Hobson's research, moreover, has led to his theory that REM sleep is a necessary function of life. "It's just a hypothesis at this point, but it seems like REM is tied to metabolism. When animals are REM-deprived or sleep-deprived, they die. They may eat more, but they lose metabolic control. They also lose thermoregulation, which points to a problem with caloric control."

Hobson says that the metabolism is affected because the aminergic neurons, which rest during REM sleep, get a chance to replenish their supply of neurotransmitters. These chemicals control the functions of learning, memory and attention spans. he says.

While such ideas are as yet mere hypotheses. Hobson says he has already started research to prove his ideas. He and his colleagues are planning experiments to study sleep deprivation in rats.

"These things are speculations now, but soon we will know why dreams function," Hobson says. "The next 20 years will see a great deal of research devoted to the subject."

"Hobson and McCarley came out with a model which is a very good way of looking at things. It has wide popularity. They are a highly thought-of neurophysiological team." says John H. Herman, associate professor of psychiatry at Southwestern Medical School in Dallas.

'Bizzareness'

Another aspect of Hobson's research involves the study of dreams themselves and the analysis of their surreal content. "All dreams have several things in common," he says. "There is memory loss, hypervisual imagery, bizzareness, poor logic and vagueness. We began to study what constituted 'the bizzare.'"

According to Hobson, "bizzareness" in dreams is defined as discontinuity or incongruity in the plot line. Sometimes people dream the physically impossible, like flying, but more often, he says, there are subtle changes in the unconscious world.

Hobson says that bizzareness in people's dreams takes many different forms, such as total confusion, loss of clarity in thinking and rapid scene changes. "We found that there was a lot of cognitive uncertainty--people have trouble remembering what is going on in their dreams," he says.

A Freudian Touch

In Freud's The Interpretation of Dreams, the psychologist argues that dreams allow the unconscious to send secret messages to the brain, releasing information pertaining to repressed desires and emotions.

Freud's theory, suggested around the turn of the century, rested on the assumption that while dreaming, the brain processes information from daytime activities and releases unconscious desires through symbols during dreams.
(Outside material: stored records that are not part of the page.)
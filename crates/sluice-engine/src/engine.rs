//! The submission pipeline.
//!
//! `submit` gates a request synchronously, in order: request id, tier,
//! packet store, dependency resolver, parameter injector, placement. Only a
//! request that passes every gate reaches the orchestrator; everything after
//! that is reported through the event relay.

use std::sync::{Arc, Mutex, MutexGuard, PoisonError};

use sluice_config::{ConfigError, EngineConfig};
use sluice_orchestrator::{
  CancelOutcome, Execution, ExecutionRecord, Job, Orchestrator, ProcessLauncher, UnitLauncher,
  valid_request_id,
};
use sluice_packet::{FsPacketSource, PacketSource, PacketStore};
use sluice_registry::{FsCapabilityRegistry, MirrorProvider};
use sluice_relay::{EventRelay, RequestState, Session, SessionId};
use sluice_resolver::{DependencyResolver, StandardResolver};
use tracing::{info, instrument, warn};

use crate::error::Rejection;
use crate::request::{Checked, SubmitRequest, Submission, generate_request_id};
use crate::table::RequestTable;

/// Declarative workflow engine.
pub struct Engine<S: PacketSource = FsPacketSource> {
  packets: PacketStore<S>,
  resolver: Arc<dyn DependencyResolver>,
  orchestrator: Orchestrator,
  relay: EventRelay,
  requests: Mutex<RequestTable>,
}

impl Engine<FsPacketSource> {
  /// Engine over the directories named in `config`, running units as local
  /// processes.
  pub fn open(config: &EngineConfig) -> Result<Self, ConfigError> {
    let registry = FsCapabilityRegistry::new(&config.capabilities_dir);
    let resolver =
      StandardResolver::new(registry).with_provider(MirrorProvider::new(&config.packages_dir));
    Self::new(
      config,
      FsPacketSource::new(&config.packets_dir),
      Arc::new(resolver),
      Arc::new(ProcessLauncher::new()),
    )
  }
}

impl<S: PacketSource> Engine<S> {
  pub fn new(
    config: &EngineConfig,
    source: S,
    resolver: Arc<dyn DependencyResolver>,
    launcher: Arc<dyn UnitLauncher>,
  ) -> Result<Self, ConfigError> {
    Ok(Self {
      packets: PacketStore::new(source),
      resolver,
      orchestrator: Orchestrator::new(config, launcher)?,
      relay: EventRelay::new(&config.relay),
      requests: Mutex::new(RequestTable::new(config.history_limit)),
    })
  }

  pub fn packets(&self) -> &PacketStore<S> {
    &self.packets
  }

  pub fn orchestrator(&self) -> &Orchestrator {
    &self.orchestrator
  }

  pub fn relay(&self) -> &EventRelay {
    &self.relay
  }

  fn requests(&self) -> MutexGuard<'_, RequestTable> {
    self.requests.lock().unwrap_or_else(PoisonError::into_inner)
  }

  /// Run every pre-dispatch gate without starting anything.
  pub async fn check(&self, request: &SubmitRequest) -> Result<Checked, Rejection> {
    if !self.orchestrator.strategies().has_tier(&request.tier) {
      return Err(Rejection::UnknownTier {
        tier: request.tier.clone(),
      });
    }
    let packet = self.packets.load(&request.packet, &request.version).await?;
    let capabilities = self.resolver.ensure_ready(&packet).await?;
    let graph = sluice_injector::materialize(&packet, &request.parameters)?;
    Ok(Checked {
      packet,
      graph,
      capabilities,
    })
  }

  /// Submit a request.
  ///
  /// Resubmitting a known id returns the existing execution instead of
  /// starting another one.
  #[instrument(skip_all, fields(packet = %request.packet, tier = %request.tier))]
  pub async fn submit(&self, request: SubmitRequest) -> Result<Submission, Rejection> {
    let request_id = match &request.request_id {
      Some(id) if valid_request_id(id) => id.clone(),
      Some(id) => {
        warn!(request_id = %id, "request_id_invalid");
        return Err(Rejection::InvalidRequest(format!("invalid request id: {id:?}")));
      }
      None => generate_request_id(),
    };

    if let Some(existing) = self.existing(&request_id) {
      return Ok(existing);
    }

    let checked = match self.check(&request).await {
      Ok(checked) => checked,
      Err(rejection) => {
        info!(request_id = %request_id, reason = rejection.reason(), error = %rejection, "request_rejected");
        return Err(rejection);
      }
    };

    let mut requests = self.requests();
    // A concurrent submission of the same id may have won while we were gating.
    if let Some(execution) = requests.get(&request_id) {
      return Ok(Submission {
        request_id,
        existing: true,
        state: execution.state(),
      });
    }

    let placement = match self
      .orchestrator
      .place(&request.tier, checked.packet.kind.as_deref())
    {
      Ok(placement) => placement,
      Err(e) => {
        let rejection = Rejection::from(e);
        info!(request_id = %request_id, reason = rejection.reason(), error = %rejection, "request_rejected");
        return Err(rejection);
      }
    };

    let job = Job {
      request_id: request_id.clone(),
      tier: request.tier.clone(),
      packet: checked.packet,
      graph: checked.graph,
      capabilities: checked.capabilities,
    };
    let execution = self
      .orchestrator
      .start(job, placement, Arc::new(self.relay.clone()));
    let state = execution.state();
    requests.insert(request_id.clone(), execution);
    info!(request_id = %request_id, "request_accepted");

    Ok(Submission {
      request_id,
      existing: false,
      state,
    })
  }

  /// Subscribe `session` to the request before submitting it, so the
  /// session sees every event from `queued` on.
  pub async fn submit_from(
    &self,
    session: &Session,
    mut request: SubmitRequest,
  ) -> Result<Submission, Rejection> {
    let request_id = request
      .request_id
      .get_or_insert_with(generate_request_id)
      .clone();
    session.subscribe(&request_id);
    let result = self.submit(request).await;
    if result.is_err() {
      session.unsubscribe(&request_id);
    }
    result
  }

  fn existing(&self, request_id: &str) -> Option<Submission> {
    let execution = self.requests().get(request_id)?;
    Some(Submission {
      request_id: request_id.to_string(),
      existing: true,
      state: execution.state(),
    })
  }

  pub fn cancel(&self, request_id: &str) -> CancelOutcome {
    let Some(execution) = self.requests().get(request_id) else {
      return CancelOutcome::NotFound;
    };
    let outcome = execution.request_cancel();
    info!(request_id, outcome = ?outcome, "cancel_requested");
    outcome
  }

  pub fn status(&self, request_id: &str) -> Option<RequestState> {
    self.requests().get(request_id).map(|e| e.state())
  }

  pub fn record(&self, request_id: &str) -> Option<ExecutionRecord> {
    self.requests().get(request_id).map(|e| e.record())
  }

  pub fn execution(&self, request_id: &str) -> Option<Arc<Execution>> {
    self.requests().get(request_id)
  }

  /// Wait for a request to reach a terminal state.
  pub async fn wait(&self, request_id: &str) -> Option<ExecutionRecord> {
    let execution = self.execution(request_id)?;
    Some(execution.wait().await)
  }

  pub fn connect(&self) -> Session {
    self.relay.connect()
  }

  pub fn reattach(&self, session: SessionId) -> Option<Session> {
    self.relay.reattach(session)
  }
}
According to Freud, if a woman dreams about dancing with a rabbit, she might actually be expressing a desire to become involved with a friend named Robert, since Robert and rabbit are spelled similarly.

While Hobson and McCarley say they do not disagree with Freud's theory of dream expression, they assert that the REM stage involves more complex activities than rehashing past experiences.

"We're not speaking against symbolic interpretation of dreams," Hobson says. "Sometimes there's no need to do interpretation at all. What we're thinking about in our sleep is often embarrassingly obvious. But there is enough going on at face value to keep us busy without getting into symbol stuff."